• Stored data:

*** Block opens ***

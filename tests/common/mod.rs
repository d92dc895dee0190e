#![allow(dead_code)]

use chrono::{NaiveDate, NaiveDateTime};
use cotreport::domain::error::CotError;
use cotreport::domain::market::SymbolReport;
use cotreport::ports::report_port::ReportSink;
use cotreport::ports::source_port::{SourcePort, SourceRef};
use std::cell::RefCell;
use std::collections::HashMap;

/// In-memory sources, listed in insertion order.
pub struct MockSourcePort {
    pub pages: Vec<(String, Option<String>)>,
    pub errors: HashMap<String, String>,
}

impl MockSourcePort {
    pub fn new() -> Self {
        Self {
            pages: Vec::new(),
            errors: HashMap::new(),
        }
    }

    pub fn with_text(mut self, id: &str, text: &str) -> Self {
        self.pages.push((id.to_string(), Some(text.to_string())));
        self
    }

    /// A page with no `<pre>` region.
    pub fn without_pre(mut self, id: &str) -> Self {
        self.pages.push((id.to_string(), None));
        self
    }

    pub fn with_error(mut self, id: &str, reason: &str) -> Self {
        self.pages.push((id.to_string(), None));
        self.errors.insert(id.to_string(), reason.to_string());
        self
    }
}

impl SourcePort for MockSourcePort {
    fn sources(&self) -> Result<Vec<SourceRef>, CotError> {
        Ok(self
            .pages
            .iter()
            .map(|(id, _)| SourceRef {
                id: id.clone(),
                location: format!("mock://{id}"),
            })
            .collect())
    }

    fn load_text(&self, source: &SourceRef) -> Result<Option<String>, CotError> {
        if let Some(reason) = self.errors.get(&source.id) {
            return Err(CotError::Source {
                source_id: source.id.clone(),
                reason: reason.clone(),
            });
        }
        Ok(self
            .pages
            .iter()
            .find(|(id, _)| *id == source.id)
            .and_then(|(_, text)| text.clone()))
    }
}

/// Collects written reports instead of touching the filesystem.
pub struct MemorySink {
    pub written: RefCell<Vec<SymbolReport>>,
}

impl MemorySink {
    pub fn new() -> Self {
        Self {
            written: RefCell::new(Vec::new()),
        }
    }

    pub fn symbols(&self) -> Vec<String> {
        self.written.borrow().iter().map(|r| r.symbol.clone()).collect()
    }
}

impl ReportSink for MemorySink {
    fn write(&self, report: &SymbolReport) -> Result<String, CotError> {
        self.written.borrow_mut().push(report.clone());
        Ok(format!("memory://{}", report.file_name()))
    }
}

pub fn collected_at() -> NaiveDateTime {
    NaiveDate::from_ymd_opt(2025, 7, 4)
        .unwrap()
        .and_hms_opt(9, 30, 0)
        .unwrap()
}

/// Numeric rows of one market block, written out in report layout.
pub struct BlockFixture {
    pub market: String,
    pub open_interest: Option<String>,
    pub positions: Vec<i64>,
    pub changes: Vec<i64>,
    pub percentages: Vec<f64>,
    pub traders: Vec<i64>,
    pub largest: Vec<(u8, f64, f64)>,
}

impl BlockFixture {
    pub fn new(market: &str) -> Self {
        Self {
            market: market.to_string(),
            open_interest: None,
            positions: Vec::new(),
            changes: Vec::new(),
            percentages: Vec::new(),
            traders: Vec::new(),
            largest: Vec::new(),
        }
    }

    pub fn open_interest(mut self, oi: &str) -> Self {
        self.open_interest = Some(oi.to_string());
        self
    }

    pub fn positions(mut self, values: &[i64]) -> Self {
        self.positions = values.to_vec();
        self
    }

    pub fn changes(mut self, values: &[i64]) -> Self {
        self.changes = values.to_vec();
        self
    }

    pub fn percentages(mut self, values: &[f64]) -> Self {
        self.percentages = values.to_vec();
        self
    }

    pub fn traders(mut self, values: &[i64]) -> Self {
        self.traders = values.to_vec();
        self
    }

    pub fn largest(mut self, n: u8, long: f64, short: f64) -> Self {
        self.largest.push((n, long, short));
        self
    }

    pub fn render(&self) -> String {
        let row = |values: Vec<String>| format!(":  {}", values.join("   "));
        let ints = |values: &[i64]| row(values.iter().map(i64::to_string).collect());

        let mut lines = vec![
            self.market.clone(),
            "FUTURES ONLY POSITIONS AS OF 07/01/25".to_string(),
            ":".to_string(),
        ];
        let oi = self.open_interest.as_deref().unwrap_or("");
        if self.open_interest.is_some() {
            lines.push(format!("CFTC Code #000000          Open Interest is {oi:>10}"));
        } else {
            lines.push("CFTC Code #000000          OPEN INTEREST IS NOT REPORTED".to_string());
        }
        lines.push(": Positions".to_string());
        lines.push(ints(&self.positions));
        lines.push(":".to_string());
        lines.push(": Changes from:      June 24, 2025".to_string());
        lines.push(ints(&self.changes));
        lines.push(": Percent of Open Interest Represented by Each Category of Trader".to_string());
        lines.push(row(self.percentages.iter().map(f64::to_string).collect()));
        lines.push(": Number of Traders in Each Category".to_string());
        lines.push(ints(&self.traders));
        lines.push(":".to_string());
        lines.push(":".to_string());
        lines.push(":".to_string());
        for (n, long, short) in &self.largest {
            lines.push(format!(
                ": Percent of Open Interest Held by the Largest {n} Traders (Gross): {long}% Long, {short}% Short"
            ));
        }
        lines.join("\n")
    }
}

/// A full report page text made of `blocks`, separated by filler lines.
pub fn report_text(blocks: &[BlockFixture]) -> String {
    let mut text = String::from("Commitments of Traders - Futures Only, July 1, 2025\n:\n");
    for block in blocks {
        text.push_str(&block.render());
        text.push_str("\n:\n:\n");
    }
    text
}

pub fn euro_fx() -> BlockFixture {
    BlockFixture::new("EURO FX - CHICAGO MERCANTILE EXCHANGE")
        .open_interest("10,000")
        .positions(&[-500, 1000, 200, 300, -100, 50, 10, 20, 30, 4000, 3000, 100, 70, 80, 5])
        .changes(&[25, -10, 5, 1, 2, 3, 4, 5, 6, 7, 8, 9, 10, 11, 12])
        .percentages(&[10.5, 20.0, 1.0, 3.0, 1.0, 0.5, 0.1, 0.2, 0.3, 40.0, 30.0, 1.0, 0.7, 0.8, 0.05])
        .traders(&[19, 20, 49, 50, 0])
        .largest(4, 22.5, 31.0)
        .largest(8, 35.1, 44.9)
}

pub fn japanese_yen() -> BlockFixture {
    BlockFixture::new("JAPANESE YEN - CHICAGO MERCANTILE EXCHANGE")
        .open_interest("200,000")
        .positions(&[70000, 10000, 500, 20000, 90000, 0, 1, 2, 3, 95000, 100000, 500, 5000, 0, 0])
        .changes(&[1500, -200, 0, -100, 900, 0, 0, 0, 0, 1400, 700, 0, 100, 0, 0])
        .percentages(&[35.0, 5.0, 0.3, 10.0, 45.0, 0.0, 0.0, 0.0, 0.0, 47.5, 50.0, 0.3, 2.5, 0.0, 0.0])
        .traders(&[60, 25])
}

/// Header and anchor only; decodes to no categories.
pub fn wheat_without_rows() -> BlockFixture {
    BlockFixture::new("WHEAT-SRW - CHICAGO BOARD OF TRADE").open_interest("350,123")
}

pub const SYMBOLS_JSON: &str = r#"{
    "EUR/USD": {
        "aliases": ["EURUSD", "EUR-USD"],
        "cot": { "report_name": "EURO FX" },
        "exchanges": ["OANDA"]
    },
    "USD/JPY": {
        "aliases": ["USDJPY"],
        "cot": { "report_name": "JAPANESE YEN" }
    },
    "XAU/USD": {
        "aliases": ["GOLD"],
        "cot": { "report_name": "GOLD - COMMODITY EXCHANGE" }
    },
    "BTC/USD": {
        "aliases": ["BTCUSD"],
        "cot": {}
    }
}"#;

*** Block closes ***

• Task goal: Reproduce the preceding records exactly and completely.

• Finished exercise:
filename tests/common/mod.rs
repository d92dc895dee0190e
#![allow(dead_code)]

use chrono::{NaiveDate, NaiveDateTime};
use cotreport::domain::error::CotError;
use cotreport::domain::market::SymbolReport;
use cotreport::ports::report_port::ReportSink;
use cotreport::ports::source_port::{SourcePort, SourceRef};
use std::cell::RefCell;
use std::collections::HashMap;

/// In-memory sources, listed in insertion order.
pub struct MockSourcePort {
    pub pages: Vec<(String, Option<String>)>,
    pub errors: HashMap<String, String>,
}

impl MockSourcePort {
    pub fn new() -> Self {
        Self {
            pages: Vec::new(),
            errors: HashMap::new(),
        }
    }

    pub fn with_text(mut self, id: &str, text: &str) -> Self {
        self.pages.push((id.to_string(), Some(text.to_string())));
        self
    }

    /// A page with no `<pre>` region.
    pub fn without_pre(mut self, id: &str) -> Self {
        self.pages.push((id.to_string(), None));
        self
    }

    pub fn with_error(mut self, id: &str, reason: &str) -> Self {
        self.pages.push((id.to_string(), None));
        self.errors.insert(id.to_string(), reason.to_string());
        self
    }
}

impl SourcePort for MockSourcePort {
    fn sources(&self) -> Result<Vec<SourceRef>, CotError> {
        Ok(self
            .pages
            .iter()
            .map(|(id, _)| SourceRef {
                id: id.clone(),
                location: format!("mock://{id}"),
            })
            .collect())
    }

    fn load_text(&self, source: &SourceRef) -> Result<Option<String>, CotError> {
        if let Some(reason) = self.errors.get(&source.id) {
            return Err(CotError::Source {
                source_id: source.id.clone(),
                reason: reason.clone(),
            });
        }
        Ok(self
            .pages
            .iter()
            .find(|(id, _)| *id == source.id)
            .and_then(|(_, text)| text.clone()))
    }
}

/// Collects written reports instead of touching the filesystem.
pub struct MemorySink {
    pub written: RefCell<Vec<SymbolReport>>,
}

impl MemorySink {
    pub fn new() -> Self {
        Self {
            written: RefCell::new(Vec::new()),
        }
    }

    pub fn symbols(&self) -> Vec<String> {
        self.written.borrow().iter().map(|r| r.symbol.clone()).collect()
    }
}

impl ReportSink for MemorySink {
    fn write(&self, report: &SymbolReport) -> Result<String, CotError> {
        self.written.borrow_mut().push(report.clone());
        Ok(format!("memory://{}", report.file_name()))
    }
}

pub fn collected_at() -> NaiveDateTime {
    NaiveDate::from_ymd_opt(2025, 7, 4)
        .unwrap()
        .and_hms_opt(9, 30, 0)
        .unwrap()
}

/// Numeric rows of one market block, written out in report layout.
pub struct BlockFixture {
    pub market: String,
    pub open_interest: Option<String>,
    pub positions: Vec<i64>,
    pub changes: Vec<i64>,
    pub percentages: Vec<f64>,
    pub traders: Vec<i64>,
    pub largest: Vec<(u8, f64, f64)>,
}

impl BlockFixture {
    pub fn new(market: &str) -> Self {
        Self {
            market: market.to_string(),
            open_interest: None,
            positions: Vec::new(),
            changes: Vec::new(),
            percentages: Vec::new(),
            traders: Vec::new(),
            largest: Vec::new(),
        }
    }

    pub fn open_interest(mut self, oi: &str) -> Self {
        self.open_interest = Some(oi.to_string());
        self
    }

    pub fn positions(mut self, values: &[i64]) -> Self {
        self.positions = values.to_vec();
        self
    }

    pub fn changes(mut self, values: &[i64]) -> Self {
        self.changes = values.to_vec();
        self
    }

    pub fn percentages(mut self, values: &[f64]) -> Self {
        self.percentages = values.to_vec();
        self
    }

    pub fn traders(mut self, values: &[i64]) -> Self {
        self.traders = values.to_vec();
        self
    }

    pub fn largest(mut self, n: u8, long: f64, short: f64) -> Self {
        self.largest.push((n, long, short));
        self
    }

    pub fn render(&self) -> String {
        let row = |values: Vec<String>| format!(":  {}", values.join("   "));
        let ints = |values: &[i64]| row(values.iter().map(i64::to_string).collect());

        let mut lines = vec![
            self.market.clone(),
            "FUTURES ONLY POSITIONS AS OF 07/01/25".to_string(),
            ":".to_string(),
        ];
        let oi = self.open_interest.as_deref().unwrap_or("");
        if self.open_interest.is_some() {
            lines.push(format!("CFTC Code #000000          Open Interest is {oi:>10}"));
        } else {
            lines.push("CFTC Code #000000          OPEN INTEREST IS NOT REPORTED".to_string());
        }
        lines.push(": Positions".to_string());
        lines.push(ints(&self.positions));
        lines.push(":".to_string());
        lines.push(": Changes from:      June 24, 2025".to_string());
        lines.push(ints(&self.changes));
        lines.push(": Percent of Open Interest Represented by Each Category of Trader".to_string());
        lines.push(row(self.percentages.iter().map(f64::to_string).collect()));
        lines.push(": Number of Traders in Each Category".to_string());
        lines.push(ints(&self.traders));
        lines.push(":".to_string());
        lines.push(":".to_string());
        lines.push(":".to_string());
        for (n, long, short) in &self.largest {
            lines.push(format!(
                ": Percent of Open Interest Held by the Largest {n} Traders (Gross): {long}% Long, {short}% Short"
            ));
        }
        lines.join("\n")
    }
}

/// A full report page text made of `blocks`, separated by filler lines.
pub fn report_text(blocks: &[BlockFixture]) -> String {
    let mut text = String::from("Commitments of Traders - Futures Only, July 1, 2025\n:\n");
    for block in blocks {
        text.push_str(&block.render());
        text.push_str("\n:\n:\n");
    }
    text
}

pub fn euro_fx() -> BlockFixture {
    BlockFixture::new("EURO FX - CHICAGO MERCANTILE EXCHANGE")
        .open_interest("10,000")
        .positions(&[-500, 1000, 200, 300, -100, 50, 10, 20, 30, 4000, 3000, 100, 70, 80, 5])
        .changes(&[25, -10, 5, 1, 2, 3, 4, 5, 6, 7, 8, 9, 10, 11, 12])
        .percentages(&[10.5, 20.0, 1.0, 3.0, 1.0, 0.5, 0.1, 0.2, 0.3, 40.0, 30.0, 1.0, 0.7, 0.8, 0.05])
        .traders(&[19, 20, 49, 50, 0])
        .largest(4, 22.5, 31.0)
        .largest(8, 35.1, 44.9)
}

pub fn japanese_yen() -> BlockFixture {
    BlockFixture::new("JAPANESE YEN - CHICAGO MERCANTILE EXCHANGE")
        .open_interest("200,000")
        .positions(&[70000, 10000, 500, 20000, 90000, 0, 1, 2, 3, 95000, 100000, 500, 5000, 0, 0])
        .changes(&[1500, -200, 0, -100, 900, 0, 0, 0, 0, 1400, 700, 0, 100, 0, 0])
        .percentages(&[35.0, 5.0, 0.3, 10.0, 45.0, 0.0, 0.0, 0.0, 0.0, 47.5, 50.0, 0.3, 2.5, 0.0, 0.0])
        .traders(&[60, 25])
}

/// Header and anchor only; decodes to no categories.
pub fn wheat_without_rows() -> BlockFixture {
    BlockFixture::new("WHEAT-SRW - CHICAGO BOARD OF TRADE").open_interest("350,123")
}

pub const SYMBOLS_JSON: &str = r#"{
    "EUR/USD": {
        "aliases": ["EURUSD", "EUR-USD"],
        "cot": { "report_name": "EURO FX" },
        "exchanges": ["OANDA"]
    },
    "USD/JPY": {
        "aliases": ["USDJPY"],
        "cot": { "report_name": "JAPANESE YEN" }
    },
    "XAU/USD": {
        "aliases": ["GOLD"],
        "cot": { "report_name": "GOLD - COMMODITY EXCHANGE" }
    },
    "BTC/USD": {
        "aliases": ["BTCUSD"],
        "cot": {}
    }
}"#;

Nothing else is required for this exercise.